What the exercise asks: Tally how many lines in the data hold the word "distances", and give the result with no other text.
BEGIN
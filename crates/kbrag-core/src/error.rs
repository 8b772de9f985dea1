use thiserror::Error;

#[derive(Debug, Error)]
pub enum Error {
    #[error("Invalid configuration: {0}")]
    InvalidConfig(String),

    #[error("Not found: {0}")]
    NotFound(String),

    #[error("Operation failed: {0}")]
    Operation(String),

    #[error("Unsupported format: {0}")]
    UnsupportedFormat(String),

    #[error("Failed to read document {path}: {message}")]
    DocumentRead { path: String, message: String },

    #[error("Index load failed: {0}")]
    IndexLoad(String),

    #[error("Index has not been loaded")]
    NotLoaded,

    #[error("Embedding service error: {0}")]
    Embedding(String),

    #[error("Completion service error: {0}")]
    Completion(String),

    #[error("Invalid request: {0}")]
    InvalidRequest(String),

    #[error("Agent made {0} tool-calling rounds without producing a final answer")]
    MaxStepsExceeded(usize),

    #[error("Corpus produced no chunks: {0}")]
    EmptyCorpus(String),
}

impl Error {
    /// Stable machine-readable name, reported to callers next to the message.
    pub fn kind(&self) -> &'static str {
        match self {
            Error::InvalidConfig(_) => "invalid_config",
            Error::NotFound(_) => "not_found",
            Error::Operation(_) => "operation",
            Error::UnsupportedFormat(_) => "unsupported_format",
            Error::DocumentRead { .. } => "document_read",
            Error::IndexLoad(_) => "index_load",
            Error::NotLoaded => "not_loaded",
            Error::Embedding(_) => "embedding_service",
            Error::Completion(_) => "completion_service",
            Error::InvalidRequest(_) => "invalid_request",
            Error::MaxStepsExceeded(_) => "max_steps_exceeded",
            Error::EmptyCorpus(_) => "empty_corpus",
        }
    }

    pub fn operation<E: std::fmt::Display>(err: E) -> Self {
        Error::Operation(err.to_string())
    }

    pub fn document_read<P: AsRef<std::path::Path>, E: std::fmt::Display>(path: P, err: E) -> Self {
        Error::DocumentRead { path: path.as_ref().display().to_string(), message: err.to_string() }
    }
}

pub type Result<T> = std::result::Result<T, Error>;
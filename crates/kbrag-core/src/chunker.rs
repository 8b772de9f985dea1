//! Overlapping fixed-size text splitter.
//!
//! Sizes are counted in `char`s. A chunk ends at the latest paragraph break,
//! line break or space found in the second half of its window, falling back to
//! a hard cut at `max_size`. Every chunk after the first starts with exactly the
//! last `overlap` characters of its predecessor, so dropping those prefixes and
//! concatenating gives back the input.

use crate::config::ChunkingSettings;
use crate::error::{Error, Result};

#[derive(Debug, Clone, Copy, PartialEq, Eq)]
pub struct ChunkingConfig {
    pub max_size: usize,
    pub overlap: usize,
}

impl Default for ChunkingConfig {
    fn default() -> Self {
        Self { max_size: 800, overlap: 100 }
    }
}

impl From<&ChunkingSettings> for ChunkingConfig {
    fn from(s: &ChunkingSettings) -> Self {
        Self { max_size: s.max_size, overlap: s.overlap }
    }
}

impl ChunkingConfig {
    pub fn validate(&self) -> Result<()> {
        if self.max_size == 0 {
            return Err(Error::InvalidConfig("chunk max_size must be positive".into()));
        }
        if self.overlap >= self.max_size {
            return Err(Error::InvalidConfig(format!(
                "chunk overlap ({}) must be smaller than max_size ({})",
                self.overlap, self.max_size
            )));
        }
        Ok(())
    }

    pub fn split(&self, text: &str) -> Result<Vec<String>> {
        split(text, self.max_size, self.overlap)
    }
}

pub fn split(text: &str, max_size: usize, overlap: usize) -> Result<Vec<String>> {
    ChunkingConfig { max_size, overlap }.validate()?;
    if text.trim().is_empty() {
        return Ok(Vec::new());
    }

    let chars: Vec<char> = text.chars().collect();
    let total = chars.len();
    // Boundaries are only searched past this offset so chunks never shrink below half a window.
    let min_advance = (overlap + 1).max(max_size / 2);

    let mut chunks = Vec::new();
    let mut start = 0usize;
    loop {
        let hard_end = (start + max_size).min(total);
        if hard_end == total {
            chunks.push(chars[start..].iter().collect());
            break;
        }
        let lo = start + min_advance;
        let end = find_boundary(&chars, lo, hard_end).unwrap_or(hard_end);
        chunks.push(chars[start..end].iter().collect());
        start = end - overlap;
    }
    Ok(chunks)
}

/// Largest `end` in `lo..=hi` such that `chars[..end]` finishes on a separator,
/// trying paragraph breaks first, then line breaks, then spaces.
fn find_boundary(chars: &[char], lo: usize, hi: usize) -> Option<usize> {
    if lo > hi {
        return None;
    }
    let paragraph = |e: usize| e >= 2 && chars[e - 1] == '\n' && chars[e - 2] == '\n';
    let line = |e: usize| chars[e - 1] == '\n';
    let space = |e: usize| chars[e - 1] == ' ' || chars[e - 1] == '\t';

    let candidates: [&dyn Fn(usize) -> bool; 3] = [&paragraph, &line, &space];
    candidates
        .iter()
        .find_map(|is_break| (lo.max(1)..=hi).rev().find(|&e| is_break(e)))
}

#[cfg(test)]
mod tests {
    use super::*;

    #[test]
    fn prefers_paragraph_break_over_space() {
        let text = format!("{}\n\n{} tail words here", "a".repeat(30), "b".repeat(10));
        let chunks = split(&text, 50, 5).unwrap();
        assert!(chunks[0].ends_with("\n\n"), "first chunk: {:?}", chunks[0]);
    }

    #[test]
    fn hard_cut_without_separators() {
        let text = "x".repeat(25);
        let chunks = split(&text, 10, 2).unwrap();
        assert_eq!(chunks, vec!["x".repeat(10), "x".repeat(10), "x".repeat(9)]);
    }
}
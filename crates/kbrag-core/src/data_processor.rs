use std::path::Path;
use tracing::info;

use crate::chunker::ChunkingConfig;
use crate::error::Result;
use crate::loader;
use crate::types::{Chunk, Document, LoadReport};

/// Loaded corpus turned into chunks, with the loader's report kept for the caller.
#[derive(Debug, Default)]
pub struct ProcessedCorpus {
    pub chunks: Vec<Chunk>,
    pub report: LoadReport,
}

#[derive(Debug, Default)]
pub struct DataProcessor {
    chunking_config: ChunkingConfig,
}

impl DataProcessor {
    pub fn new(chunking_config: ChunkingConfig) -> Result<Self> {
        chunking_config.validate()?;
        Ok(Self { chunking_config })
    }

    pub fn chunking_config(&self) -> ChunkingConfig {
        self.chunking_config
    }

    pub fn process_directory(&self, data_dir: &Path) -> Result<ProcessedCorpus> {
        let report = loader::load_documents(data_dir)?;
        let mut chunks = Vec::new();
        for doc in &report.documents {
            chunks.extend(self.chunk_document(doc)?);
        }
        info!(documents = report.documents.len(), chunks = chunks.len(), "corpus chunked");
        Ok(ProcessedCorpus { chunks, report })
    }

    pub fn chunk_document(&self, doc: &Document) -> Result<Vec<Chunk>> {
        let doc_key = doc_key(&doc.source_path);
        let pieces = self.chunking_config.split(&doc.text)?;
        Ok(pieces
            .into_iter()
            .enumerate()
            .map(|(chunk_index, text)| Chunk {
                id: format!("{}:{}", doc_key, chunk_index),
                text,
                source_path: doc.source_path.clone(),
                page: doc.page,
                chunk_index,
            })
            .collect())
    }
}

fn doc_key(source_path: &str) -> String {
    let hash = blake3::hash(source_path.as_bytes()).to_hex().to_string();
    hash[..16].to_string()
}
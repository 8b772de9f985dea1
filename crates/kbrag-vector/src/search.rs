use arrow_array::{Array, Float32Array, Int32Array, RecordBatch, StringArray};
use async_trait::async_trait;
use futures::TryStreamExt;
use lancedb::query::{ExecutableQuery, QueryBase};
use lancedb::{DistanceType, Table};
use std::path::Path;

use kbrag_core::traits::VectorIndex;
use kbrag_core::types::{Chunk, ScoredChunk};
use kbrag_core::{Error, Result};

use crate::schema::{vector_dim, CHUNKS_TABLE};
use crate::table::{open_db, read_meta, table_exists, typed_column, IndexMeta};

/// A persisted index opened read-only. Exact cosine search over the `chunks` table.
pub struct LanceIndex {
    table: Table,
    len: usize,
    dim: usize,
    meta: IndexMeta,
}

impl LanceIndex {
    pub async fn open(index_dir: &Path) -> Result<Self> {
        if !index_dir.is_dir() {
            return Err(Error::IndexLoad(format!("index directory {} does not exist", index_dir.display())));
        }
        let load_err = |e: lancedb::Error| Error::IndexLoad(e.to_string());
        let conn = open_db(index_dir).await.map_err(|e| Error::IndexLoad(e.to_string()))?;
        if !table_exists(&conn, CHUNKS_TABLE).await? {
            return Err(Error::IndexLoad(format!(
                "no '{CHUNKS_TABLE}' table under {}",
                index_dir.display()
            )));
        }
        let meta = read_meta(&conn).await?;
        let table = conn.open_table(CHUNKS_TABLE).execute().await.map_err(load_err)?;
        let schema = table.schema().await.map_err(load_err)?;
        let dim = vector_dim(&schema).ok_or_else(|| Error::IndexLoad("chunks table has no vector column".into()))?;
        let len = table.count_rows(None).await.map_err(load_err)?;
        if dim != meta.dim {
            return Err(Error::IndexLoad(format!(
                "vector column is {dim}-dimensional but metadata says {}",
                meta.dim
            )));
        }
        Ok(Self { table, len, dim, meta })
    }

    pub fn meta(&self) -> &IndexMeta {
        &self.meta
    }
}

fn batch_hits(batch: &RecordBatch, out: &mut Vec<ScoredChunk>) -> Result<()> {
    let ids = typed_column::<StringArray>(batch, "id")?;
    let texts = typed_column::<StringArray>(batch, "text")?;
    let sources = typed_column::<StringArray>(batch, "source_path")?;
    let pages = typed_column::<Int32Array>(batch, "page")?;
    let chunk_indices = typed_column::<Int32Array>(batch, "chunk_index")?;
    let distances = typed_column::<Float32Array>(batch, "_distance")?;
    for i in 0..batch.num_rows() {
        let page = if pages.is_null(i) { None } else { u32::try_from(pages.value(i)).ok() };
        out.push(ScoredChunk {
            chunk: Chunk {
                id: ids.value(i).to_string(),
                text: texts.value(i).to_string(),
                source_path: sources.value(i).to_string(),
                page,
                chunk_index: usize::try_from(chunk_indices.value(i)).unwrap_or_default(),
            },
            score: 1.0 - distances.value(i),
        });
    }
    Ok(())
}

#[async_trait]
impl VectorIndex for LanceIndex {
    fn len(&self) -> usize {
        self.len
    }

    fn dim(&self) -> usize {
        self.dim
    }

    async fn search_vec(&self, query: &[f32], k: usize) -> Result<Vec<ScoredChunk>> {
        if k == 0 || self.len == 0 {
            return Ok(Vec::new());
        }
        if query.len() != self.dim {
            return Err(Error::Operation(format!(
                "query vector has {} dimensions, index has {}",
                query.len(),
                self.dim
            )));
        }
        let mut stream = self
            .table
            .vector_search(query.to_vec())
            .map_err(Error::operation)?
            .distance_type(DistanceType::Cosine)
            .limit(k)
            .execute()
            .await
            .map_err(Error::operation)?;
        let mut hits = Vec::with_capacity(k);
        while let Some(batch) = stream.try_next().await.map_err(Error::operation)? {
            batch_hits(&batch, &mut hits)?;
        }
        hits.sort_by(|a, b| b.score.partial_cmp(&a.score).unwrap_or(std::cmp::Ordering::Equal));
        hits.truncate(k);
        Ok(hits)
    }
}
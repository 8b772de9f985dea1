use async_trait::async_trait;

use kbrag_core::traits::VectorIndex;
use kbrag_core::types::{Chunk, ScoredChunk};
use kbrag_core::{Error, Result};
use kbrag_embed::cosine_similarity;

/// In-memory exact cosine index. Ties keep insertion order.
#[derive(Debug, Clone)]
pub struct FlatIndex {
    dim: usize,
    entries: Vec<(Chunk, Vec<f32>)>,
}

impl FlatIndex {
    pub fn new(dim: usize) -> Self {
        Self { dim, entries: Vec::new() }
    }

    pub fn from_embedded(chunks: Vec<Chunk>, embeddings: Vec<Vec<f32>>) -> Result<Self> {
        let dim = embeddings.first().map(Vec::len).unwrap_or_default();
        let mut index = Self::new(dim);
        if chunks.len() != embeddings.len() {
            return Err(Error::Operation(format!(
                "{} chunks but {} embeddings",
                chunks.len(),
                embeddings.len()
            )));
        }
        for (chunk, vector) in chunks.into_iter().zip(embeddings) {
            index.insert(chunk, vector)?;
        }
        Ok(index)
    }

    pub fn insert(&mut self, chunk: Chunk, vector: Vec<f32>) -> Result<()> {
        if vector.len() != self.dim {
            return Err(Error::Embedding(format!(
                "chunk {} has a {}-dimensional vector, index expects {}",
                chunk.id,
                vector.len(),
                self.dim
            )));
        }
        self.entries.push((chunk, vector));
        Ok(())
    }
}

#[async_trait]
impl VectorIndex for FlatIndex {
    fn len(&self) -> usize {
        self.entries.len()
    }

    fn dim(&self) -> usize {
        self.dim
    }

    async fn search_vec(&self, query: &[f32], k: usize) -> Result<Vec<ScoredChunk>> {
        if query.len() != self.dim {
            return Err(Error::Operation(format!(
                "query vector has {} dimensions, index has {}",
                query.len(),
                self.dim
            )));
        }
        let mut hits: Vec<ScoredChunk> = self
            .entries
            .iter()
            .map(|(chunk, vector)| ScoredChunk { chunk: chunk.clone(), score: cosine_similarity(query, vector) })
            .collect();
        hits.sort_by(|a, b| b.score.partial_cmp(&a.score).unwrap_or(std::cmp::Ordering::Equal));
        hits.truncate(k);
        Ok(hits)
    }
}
END
Answer below: 2